### WHAT THE TASK ASKS
Copy the listing below line for line, starting at its first line and ending with the line that has "#[derive(Debug, Clone, PartialEq, Eq, Serialize, Deserialize)]" in it. Add nothing.

### DATA EXTRACT
>>>
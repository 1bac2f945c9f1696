use chrono::NaiveDate;
use serde::{Deserialize, Serialize};

/// Number of wards in the municipal boundary system. Ward codes outside
/// [1, WARD_COUNT] show up in production exports (66 is the usual offender)
/// and are reported as an anomaly group, never dropped.
pub const WARD_COUNT: i32 = 25;

/// Outcome attached to a completed service request. Absent or empty values
/// normalize to `Unknown`; labels outside the closed pass/fail vocabulary
/// are preserved so the accuracy dimension can count them.
#[derive(Debug, Clone, PartialEq, Eq, Serialize, Deserialize)]
#[serde(from = "Option<String>", into = "Option<String>")]
pub enum ServiceResult {
    Pass,
    Fail,
    Unknown,
    Unrecognized(String),
}

impl ServiceResult {
    pub fn label(&self) -> &str {
        match self {
            Self::Pass => "Pass",
            Self::Fail => "Fail",
            Self::Unknown => "Unknown",
            Self::Unrecognized(raw) => raw,
        }
    }

    /// True for the closed vocabulary; `Unknown` and unrecognized labels are
    /// treated as a missing outcome by the completeness rules.
    pub fn is_known(&self) -> bool {
        matches!(self, Self::Pass | Self::Fail)
    }
}

impl Default for ServiceResult {
    fn default() -> Self {
        Self::Unknown
    }
}

impl From<Option<String>> for ServiceResult {
    fn from(raw: Option<String>) -> Self {
        let Some(raw) = raw else {
            return Self::Unknown;
        };
        let trimmed = raw.trim();
        if trimmed.is_empty() {
            return Self::Unknown;
        }
        match trimmed.to_ascii_lowercase().as_str() {
            "pass" | "passed" => Self::Pass,
            "fail" | "failed" => Self::Fail,
            _ => Self::Unrecognized(trimmed.to_string()),
        }
    }
}

impl From<ServiceResult> for Option<String> {
    fn from(value: ServiceResult) -> Self {
        match value {
            ServiceResult::Pass => Some("pass".to_string()),
            ServiceResult::Fail => Some("fail".to_string()),
            ServiceResult::Unknown => None,
            ServiceResult::Unrecognized(raw) => Some(raw),
        }
    }
}

/// Where a record's ward code sits relative to the valid domain.
#[derive(Debug, Clone, Copy, PartialEq, Eq)]
pub enum WardStatus {
    InDomain(i32),
    OutOfDomain(i32),
    Missing,
}

/// One municipal service-delivery record as supplied by the caller.
/// Everything beyond the id is optional; the calculators score imperfect
/// data instead of rejecting it.
#[derive(Debug, Clone, Default, Serialize, Deserialize)]
pub struct ServiceRecord {
    pub id: u64,
    #[serde(default)]
    pub start_date: Option<NaiveDate>,
    #[serde(default)]
    pub end_date: Option<NaiveDate>,
    #[serde(default)]
    pub division_owner: Option<String>,
    #[serde(default)]
    pub ward: Option<i32>,
    #[serde(default)]
    pub estimated_cost: Option<f64>,
    #[serde(default)]
    pub result: ServiceResult,
    #[serde(default)]
    pub notes: Option<String>,
}

impl ServiceRecord {
    /// Classify the ward code against the valid domain [1, ward_count].
    pub fn ward_status(&self, ward_count: i32) -> WardStatus {
        match self.ward {
            Some(ward) if (1..=ward_count).contains(&ward) => WardStatus::InDomain(ward),
            Some(ward) => WardStatus::OutOfDomain(ward),
            None => WardStatus::Missing,
        }
    }

    /// Trimmed division label, with empty strings treated as absent.
    pub fn division(&self) -> Option<&str> {
        self.division_owner
            .as_deref()
            .map(str::trim)
            .filter(|label| !label.is_empty())
    }

    /// Trimmed note text, with empty strings treated as absent.
    pub fn note(&self) -> Option<&str> {
        self.notes
            .as_deref()
            .map(str::trim)
            .filter(|note| !note.is_empty())
    }

    pub fn positive_cost(&self) -> Option<f64> {
        self.estimated_cost.filter(|cost| *cost > 0.0)
    }

    pub fn has_negative_cost(&self) -> bool {
        self.estimated_cost.is_some_and(|cost| cost < 0.0)
    }

    /// Both dates present, regardless of ordering.
    pub fn date_span(&self) -> Option<(NaiveDate, NaiveDate)> {
        match (self.start_date, self.end_date) {
            (Some(start), Some(end)) => Some((start, end)),
            _ => None,
        }
    }

    pub fn date_order_violation(&self) -> bool {
        self.date_span().is_some_and(|(start, end)| end < start)
    }
}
<<<
### ANSWER BOX
repository 1bac2f945c9f1696
use chrono::NaiveDate;
use serde::{Deserialize, Serialize};

/// Number of wards in the municipal boundary system. Ward codes outside
/// [1, WARD_COUNT] show up in production exports (66 is the usual offender)
/// and are reported as an anomaly group, never dropped.
pub const WARD_COUNT: i32 = 25;

/// Outcome attached to a completed service request. Absent or empty values
/// normalize to `Unknown`; labels outside the closed pass/fail vocabulary
/// are preserved so the accuracy dimension can count them.
#[derive(Debug, Clone, PartialEq, Eq, Serialize, Deserialize)]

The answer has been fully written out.